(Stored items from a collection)
::::

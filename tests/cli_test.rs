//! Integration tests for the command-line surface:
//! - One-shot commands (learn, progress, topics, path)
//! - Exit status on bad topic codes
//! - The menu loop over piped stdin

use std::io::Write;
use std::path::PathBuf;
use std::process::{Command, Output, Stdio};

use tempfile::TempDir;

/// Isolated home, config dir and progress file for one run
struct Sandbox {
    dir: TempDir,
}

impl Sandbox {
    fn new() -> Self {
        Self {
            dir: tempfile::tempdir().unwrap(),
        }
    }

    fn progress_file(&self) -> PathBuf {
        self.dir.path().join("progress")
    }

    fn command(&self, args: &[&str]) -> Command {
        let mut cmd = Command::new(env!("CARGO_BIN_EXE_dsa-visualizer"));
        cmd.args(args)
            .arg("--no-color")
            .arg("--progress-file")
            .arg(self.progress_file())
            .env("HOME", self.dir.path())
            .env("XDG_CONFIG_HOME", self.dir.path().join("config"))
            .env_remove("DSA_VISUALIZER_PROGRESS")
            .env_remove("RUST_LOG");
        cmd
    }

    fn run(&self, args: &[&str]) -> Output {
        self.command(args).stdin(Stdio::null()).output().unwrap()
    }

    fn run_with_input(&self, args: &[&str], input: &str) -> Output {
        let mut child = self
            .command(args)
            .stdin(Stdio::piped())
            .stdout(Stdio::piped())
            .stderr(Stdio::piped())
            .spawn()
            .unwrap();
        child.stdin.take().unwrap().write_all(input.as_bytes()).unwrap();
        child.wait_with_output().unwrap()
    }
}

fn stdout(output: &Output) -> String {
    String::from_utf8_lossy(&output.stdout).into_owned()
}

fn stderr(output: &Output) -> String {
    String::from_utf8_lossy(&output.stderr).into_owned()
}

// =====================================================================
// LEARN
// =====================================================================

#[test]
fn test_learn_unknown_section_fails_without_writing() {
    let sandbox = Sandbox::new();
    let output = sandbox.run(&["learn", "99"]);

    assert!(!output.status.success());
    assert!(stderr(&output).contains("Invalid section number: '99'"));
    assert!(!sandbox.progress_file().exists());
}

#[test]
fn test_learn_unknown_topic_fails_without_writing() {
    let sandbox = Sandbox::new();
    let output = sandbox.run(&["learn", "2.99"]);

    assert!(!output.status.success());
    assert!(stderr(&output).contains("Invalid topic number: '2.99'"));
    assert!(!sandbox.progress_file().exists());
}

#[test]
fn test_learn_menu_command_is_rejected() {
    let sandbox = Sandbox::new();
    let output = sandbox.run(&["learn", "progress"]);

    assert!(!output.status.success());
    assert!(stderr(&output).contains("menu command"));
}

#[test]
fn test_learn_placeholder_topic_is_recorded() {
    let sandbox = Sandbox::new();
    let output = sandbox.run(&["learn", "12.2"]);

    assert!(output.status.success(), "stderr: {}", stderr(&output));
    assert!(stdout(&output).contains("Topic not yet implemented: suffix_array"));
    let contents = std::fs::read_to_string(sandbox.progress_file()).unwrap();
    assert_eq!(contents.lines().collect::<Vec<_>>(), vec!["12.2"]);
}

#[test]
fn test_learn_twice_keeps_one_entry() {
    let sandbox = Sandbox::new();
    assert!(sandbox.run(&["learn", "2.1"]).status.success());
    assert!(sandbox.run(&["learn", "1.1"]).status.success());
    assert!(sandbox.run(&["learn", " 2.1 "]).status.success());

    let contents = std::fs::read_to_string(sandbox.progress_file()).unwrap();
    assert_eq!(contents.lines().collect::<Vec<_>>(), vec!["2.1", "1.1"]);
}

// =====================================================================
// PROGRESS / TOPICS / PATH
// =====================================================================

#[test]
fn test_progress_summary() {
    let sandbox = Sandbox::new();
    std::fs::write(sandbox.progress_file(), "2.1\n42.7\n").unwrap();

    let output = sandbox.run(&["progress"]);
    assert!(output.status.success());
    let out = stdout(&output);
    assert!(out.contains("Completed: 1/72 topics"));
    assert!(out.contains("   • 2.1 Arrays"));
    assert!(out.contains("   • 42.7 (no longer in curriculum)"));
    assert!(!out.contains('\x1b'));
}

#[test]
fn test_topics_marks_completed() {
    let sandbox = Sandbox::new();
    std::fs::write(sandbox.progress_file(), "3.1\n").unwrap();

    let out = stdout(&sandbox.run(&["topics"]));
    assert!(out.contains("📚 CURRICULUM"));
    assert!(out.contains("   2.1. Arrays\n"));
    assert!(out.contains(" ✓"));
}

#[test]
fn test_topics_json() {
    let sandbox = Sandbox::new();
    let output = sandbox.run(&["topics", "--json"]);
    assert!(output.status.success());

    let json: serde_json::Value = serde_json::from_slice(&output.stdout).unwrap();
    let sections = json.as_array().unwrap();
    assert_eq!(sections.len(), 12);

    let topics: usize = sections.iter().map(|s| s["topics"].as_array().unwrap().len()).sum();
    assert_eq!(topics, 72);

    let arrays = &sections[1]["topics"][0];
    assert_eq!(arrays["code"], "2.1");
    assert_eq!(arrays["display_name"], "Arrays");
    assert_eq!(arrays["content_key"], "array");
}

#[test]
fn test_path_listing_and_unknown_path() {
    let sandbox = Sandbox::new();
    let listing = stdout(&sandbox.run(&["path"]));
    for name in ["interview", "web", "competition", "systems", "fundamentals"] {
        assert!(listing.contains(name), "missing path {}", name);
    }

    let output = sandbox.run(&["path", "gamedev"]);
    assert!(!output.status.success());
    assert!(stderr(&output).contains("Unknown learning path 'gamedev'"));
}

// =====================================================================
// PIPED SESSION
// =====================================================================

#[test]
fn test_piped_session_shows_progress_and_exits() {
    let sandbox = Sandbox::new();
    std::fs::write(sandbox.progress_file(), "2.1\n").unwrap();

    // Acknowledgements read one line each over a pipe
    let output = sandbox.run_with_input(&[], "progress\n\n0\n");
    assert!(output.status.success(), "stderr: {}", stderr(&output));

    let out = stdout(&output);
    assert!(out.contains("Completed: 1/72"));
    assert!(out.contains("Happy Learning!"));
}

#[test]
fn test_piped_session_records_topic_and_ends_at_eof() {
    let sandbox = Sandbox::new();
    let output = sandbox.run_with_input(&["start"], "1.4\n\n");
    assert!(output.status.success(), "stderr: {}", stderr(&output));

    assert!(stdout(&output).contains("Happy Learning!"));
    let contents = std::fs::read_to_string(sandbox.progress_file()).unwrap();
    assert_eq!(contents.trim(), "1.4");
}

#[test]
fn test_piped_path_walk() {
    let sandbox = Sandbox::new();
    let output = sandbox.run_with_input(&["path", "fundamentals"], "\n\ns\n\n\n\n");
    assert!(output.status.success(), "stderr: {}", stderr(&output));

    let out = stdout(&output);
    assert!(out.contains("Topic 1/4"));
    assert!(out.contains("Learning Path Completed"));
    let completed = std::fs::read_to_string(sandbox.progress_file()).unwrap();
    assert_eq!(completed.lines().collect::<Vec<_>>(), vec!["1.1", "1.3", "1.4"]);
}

::::

Problem description: All lines above in which the word "child" occurs should be identified and copied.

Solution to the exercise:
        let mut child = self
        child.stdin.take().unwrap().write_all(input.as_bytes()).unwrap();
        child.wait_with_output().unwrap()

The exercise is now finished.